=== MATERIAL FOR THIS TASK ===

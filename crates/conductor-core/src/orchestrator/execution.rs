//! Execution: one objective's graph, resolver and queue behind one lock.
//!
//! Every mutation goes through here so that, after each step, the graph's
//! journal is published and terminal conditions are re-evaluated.

use std::collections::BTreeSet;
use std::sync::Arc;

use chrono::{DateTime, Utc};
use serde::{Deserialize, Serialize};
use tracing::{error, info};
use ulid::Ulid;

use crate::domain::{
    Capability, DomainEvent, ExecutionId, ExecutionPhase, ExecutionStatus, GraphError, Lease,
    LeaseToken, SchedulerError, Task, TaskState, TaskView, WorkerId,
};
use crate::graph::{DependencyResolver, ExecutionPlan, TaskGraph};
use crate::ports::EventSink;
use crate::queue::{ClaimedTask, DistributionQueue, Release, RetryPolicy};

/// Per-execution knobs, taken from `SchedulerConfig`.
#[derive(Debug, Clone)]
pub struct ExecutionSettings {
    pub lease_ttl: chrono::Duration,
    pub retry: RetryPolicy,
}

/// Serializable state of one execution.
#[derive(Debug, Clone, Serialize, Deserialize)]
pub struct ExecutionSnapshot {
    pub execution_id: ExecutionId,
    pub objective: String,
    pub phase: ExecutionPhase,
    pub created_at: DateTime<Utc>,
    pub finished_at: Option<DateTime<Utc>>,
    pub tasks: Vec<Task>,
    pub leases: Vec<Lease>,
}

pub struct Execution {
    id: ExecutionId,
    objective: String,
    phase: ExecutionPhase,
    created_at: DateTime<Utc>,
    finished_at: Option<DateTime<Utc>>,

    graph: TaskGraph,
    resolver: DependencyResolver,
    queue: DistributionQueue,

    /// Leases ended since the last `drain_released`, for the coordinator.
    released: Vec<Lease>,

    events: Arc<dyn EventSink>,
}

impl Execution {
    /// Start a validated graph: seed the ready set and enter `Running`.
    pub fn start(
        id: ExecutionId,
        objective: impl Into<String>,
        mut graph: TaskGraph,
        settings: &ExecutionSettings,
        events: Arc<dyn EventSink>,
        now: DateTime<Utc>,
    ) -> Result<Self, GraphError> {
        let objective = objective.into();
        let mut resolver = DependencyResolver::new(&graph);
        let mut queue = DistributionQueue::new(id, settings.lease_ttl, settings.retry.clone());

        let ready = resolver.seed(&mut graph, now)?;
        queue.enqueue_all(&graph, ready)?;

        events.emit(DomainEvent::ExecutionSubmitted {
            execution_id: id,
            objective: objective.clone(),
            task_count: graph.len(),
            at: now,
        });

        let mut execution = Self {
            id,
            objective,
            phase: ExecutionPhase::Running,
            created_at: now,
            finished_at: None,
            graph,
            resolver,
            queue,
            released: Vec::new(),
            events,
        };
        execution.publish(now);
        Ok(execution)
    }

    /// Rebuild an execution from a snapshot.
    ///
    /// Unmet-dependency counters are recomputed from the restored states. A
    /// Leased task whose lease is missing goes back to Ready.
    pub fn restore(
        snapshot: ExecutionSnapshot,
        settings: &ExecutionSettings,
        events: Arc<dyn EventSink>,
        now: DateTime<Utc>,
    ) -> Result<Self, GraphError> {
        let ExecutionSnapshot {
            execution_id: id,
            objective,
            phase,
            created_at,
            finished_at,
            tasks,
            leases,
        } = snapshot;

        let mut graph = TaskGraph::from_tasks(tasks)?;
        let mut resolver = DependencyResolver::new(&graph);
        let mut queue = DistributionQueue::new(id, settings.lease_ttl, settings.retry.clone());

        for lease in leases {
            if graph.state(lease.task_id) == Some(TaskState::Leased) {
                queue.restore_lease(lease);
            }
        }

        let orphaned: Vec<_> = graph
            .tasks()
            .filter(|t| t.state() == TaskState::Leased)
            .map(Task::id)
            .filter(|&task_id| queue.lease_for(task_id).is_none())
            .collect();
        for task_id in orphaned {
            graph.requeue(task_id, None, "lease lost across restart".into())?;
        }

        let gated: Vec<_> = graph
            .tasks()
            .filter(|t| t.state() == TaskState::Pending)
            .filter_map(|t| t.not_before().map(|at| (t.id(), at)))
            .collect();
        for (task_id, at) in gated {
            queue.schedule(task_id, at);
        }

        if !phase.is_terminal() {
            resolver.recompute(&mut graph, now)?;
        }
        let ready: Vec<_> = graph
            .tasks()
            .filter(|t| t.state() == TaskState::Ready)
            .map(Task::id)
            .collect();
        queue.enqueue_all(&graph, ready)?;

        let mut execution = Self {
            id,
            objective,
            phase,
            created_at,
            finished_at,
            graph,
            resolver,
            queue,
            released: Vec::new(),
            events,
        };
        execution.publish(now);
        Ok(execution)
    }

    pub fn id(&self) -> ExecutionId {
        self.id
    }

    pub fn objective(&self) -> &str {
        &self.objective
    }

    pub fn phase(&self) -> ExecutionPhase {
        self.phase
    }

    pub fn graph(&self) -> &TaskGraph {
        &self.graph
    }

    pub fn has_ready(&self) -> bool {
        self.queue.ready_len() > 0
    }

    /// Earliest backoff deadline, if a task is waiting on one.
    pub fn next_wake(&self) -> Option<DateTime<Utc>> {
        self.queue.next_wake()
    }

    /// Lease the best ready task `capabilities` can perform.
    ///
    /// Terminal executions never hand out work.
    pub fn claim(
        &mut self,
        worker_id: &WorkerId,
        capabilities: &BTreeSet<Capability>,
        nonce: Ulid,
        now: DateTime<Utc>,
    ) -> Result<Option<ClaimedTask>, SchedulerError> {
        if self.phase.is_terminal() {
            return Ok(None);
        }
        self.reap(now)?;
        if self.phase.is_terminal() {
            return Ok(None);
        }

        let claimed = self.queue.claim(
            &mut self.graph,
            &self.resolver,
            worker_id,
            capabilities,
            nonce,
            now,
        )?;
        if let Some(claimed) = &claimed {
            self.events.emit(DomainEvent::LeaseGranted {
                token: claimed.token,
                task_id: claimed.task_id,
                worker_id: worker_id.clone(),
                expires_at: claimed.expires_at,
            });
        }
        self.publish(now);
        Ok(claimed)
    }

    /// Returns the renewed lease.
    pub fn renew(&mut self, token: &LeaseToken, now: DateTime<Utc>) -> Result<Lease, SchedulerError> {
        self.reap(now)?;
        self.queue.renew(token, now)?;
        self.queue.lease(token).cloned()
    }

    pub fn complete(
        &mut self,
        token: &LeaseToken,
        result: String,
        now: DateTime<Utc>,
    ) -> Result<(), SchedulerError> {
        self.reap(now)?;
        let release =
            self.queue
                .complete(&mut self.graph, &mut self.resolver, token, result, now)?;
        self.settle(release);
        self.publish(now);
        Ok(())
    }

    pub fn fail(
        &mut self,
        token: &LeaseToken,
        reason: String,
        retryable: bool,
        now: DateTime<Utc>,
    ) -> Result<(), SchedulerError> {
        self.reap(now)?;
        let release = self.queue.fail(
            &mut self.graph,
            &mut self.resolver,
            token,
            reason,
            retryable,
            now,
        )?;
        self.settle(release);
        self.publish(now);
        Ok(())
    }

    /// Expire every lease past its deadline. Returns how many were reclaimed.
    pub fn reap(&mut self, now: DateTime<Utc>) -> Result<usize, SchedulerError> {
        let released = self
            .queue
            .sweep_expired(&mut self.graph, &mut self.resolver, now)?;
        let count = released.len();
        for release in released {
            self.settle(release);
        }
        if count > 0 {
            self.publish(now);
        }
        Ok(count)
    }

    /// Reclaim one lease whatever its deadline (holder lost). Returns
    /// `false` if the token was no longer live.
    pub fn force_expire(
        &mut self,
        token: &LeaseToken,
        now: DateTime<Utc>,
    ) -> Result<bool, SchedulerError> {
        let Some(release) =
            self.queue
                .force_expire(&mut self.graph, &mut self.resolver, token, now)?
        else {
            return Ok(false);
        };
        self.settle(release);
        self.publish(now);
        Ok(true)
    }

    /// Abandon every unfinished task and drop all leases.
    ///
    /// No-op on a terminal execution.
    pub fn cancel(&mut self, now: DateTime<Utc>) -> Result<(), SchedulerError> {
        if self.phase.is_terminal() {
            return Ok(());
        }

        for lease in self.queue.cancel() {
            self.events.emit(DomainEvent::LeaseReleased {
                token: lease.token,
                task_id: lease.task_id,
                worker_id: lease.worker_id.clone(),
            });
            self.released.push(lease);
        }

        let open: Vec<_> = self
            .graph
            .tasks()
            .filter(|t| !t.state().is_terminal())
            .map(Task::id)
            .collect();
        for task_id in open {
            self.graph.abandon(task_id, "execution cancelled")?;
        }

        self.emit_transitions();
        self.finish(ExecutionPhase::Cancelled, now);
        Ok(())
    }

    /// Leases that ended since the last call.
    pub fn drain_released(&mut self) -> Vec<Lease> {
        std::mem::take(&mut self.released)
    }

    pub fn status(&self) -> ExecutionStatus {
        ExecutionStatus {
            execution_id: self.id,
            objective: self.objective.clone(),
            phase: self.phase,
            created_at: self.created_at,
            finished_at: self.finished_at,
            counts: self.graph.counts(),
            tasks: self.graph.tasks().map(TaskView::from).collect(),
            leases: self.queue.leases(),
        }
    }

    pub fn plan(&self) -> ExecutionPlan {
        ExecutionPlan::of(&self.graph)
    }

    pub fn snapshot(&self) -> ExecutionSnapshot {
        ExecutionSnapshot {
            execution_id: self.id,
            objective: self.objective.clone(),
            phase: self.phase,
            created_at: self.created_at,
            finished_at: self.finished_at,
            tasks: self.graph.snapshot(),
            leases: self.queue.leases(),
        }
    }

    fn settle(&mut self, release: Release) {
        let lease = release.lease;
        self.events.emit(DomainEvent::LeaseReleased {
            token: lease.token,
            task_id: lease.task_id,
            worker_id: lease.worker_id.clone(),
        });
        self.released.push(lease);
    }

    fn emit_transitions(&mut self) {
        for t in self.graph.drain_transitions() {
            self.events.emit(DomainEvent::TaskTransitioned {
                execution_id: self.id,
                task_id: t.task_id,
                from: t.from,
                to: t.to,
                attempt: t.attempt,
            });
        }
    }

    /// Publish journaled transitions, then re-evaluate terminal conditions.
    fn publish(&mut self, now: DateTime<Utc>) {
        self.emit_transitions();
        if self.phase == ExecutionPhase::Running
            && let Some(phase) = self.evaluate()
        {
            self.finish(phase, now);
        }
    }

    fn evaluate(&self) -> Option<ExecutionPhase> {
        let counts = self.graph.counts();
        if counts.completed == counts.total() {
            return Some(ExecutionPhase::Succeeded);
        }

        let backing_off = self
            .graph
            .tasks()
            .any(|t| t.state() == TaskState::Pending && t.not_before().is_some());
        if counts.ready > 0 || counts.leased > 0 || backing_off {
            return None;
        }

        if counts.pending > 0 {
            let stuck: Vec<String> = self
                .graph
                .tasks()
                .filter(|t| t.state() == TaskState::Pending)
                .map(|t| t.id().to_string())
                .collect();
            error!(
                execution_id = %self.id,
                stuck = ?stuck,
                "execution deadlocked: pending tasks with nothing ready or leased"
            );
            return Some(ExecutionPhase::Deadlocked);
        }
        Some(ExecutionPhase::PartiallyFailed)
    }

    fn finish(&mut self, phase: ExecutionPhase, now: DateTime<Utc>) {
        self.phase = phase;
        self.finished_at = Some(now);

        let counts = self.graph.counts();
        info!(
            execution_id = %self.id,
            phase = ?phase,
            completed = counts.completed,
            failed = counts.failed,
            abandoned = counts.abandoned,
            "execution finished"
        );
        self.events.emit(DomainEvent::ExecutionFinished {
            execution_id: self.id,
            phase,
            at: now,
        });
    }
}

===

◆ INSTRUCTIONS TO FOLLOW: Nothing beyond the line containing "step, the graph's" is to be output; the lines above, from the first one onward to that line, are to be transcribed exactly.

◆ RESPONSE TO THE EXERCISE:
filename crates/conductor-core/src/orchestrator/execution.rs
//! Execution: one objective's graph, resolver and queue behind one lock.
//!
//! Every mutation goes through here so that, after each step, the graph's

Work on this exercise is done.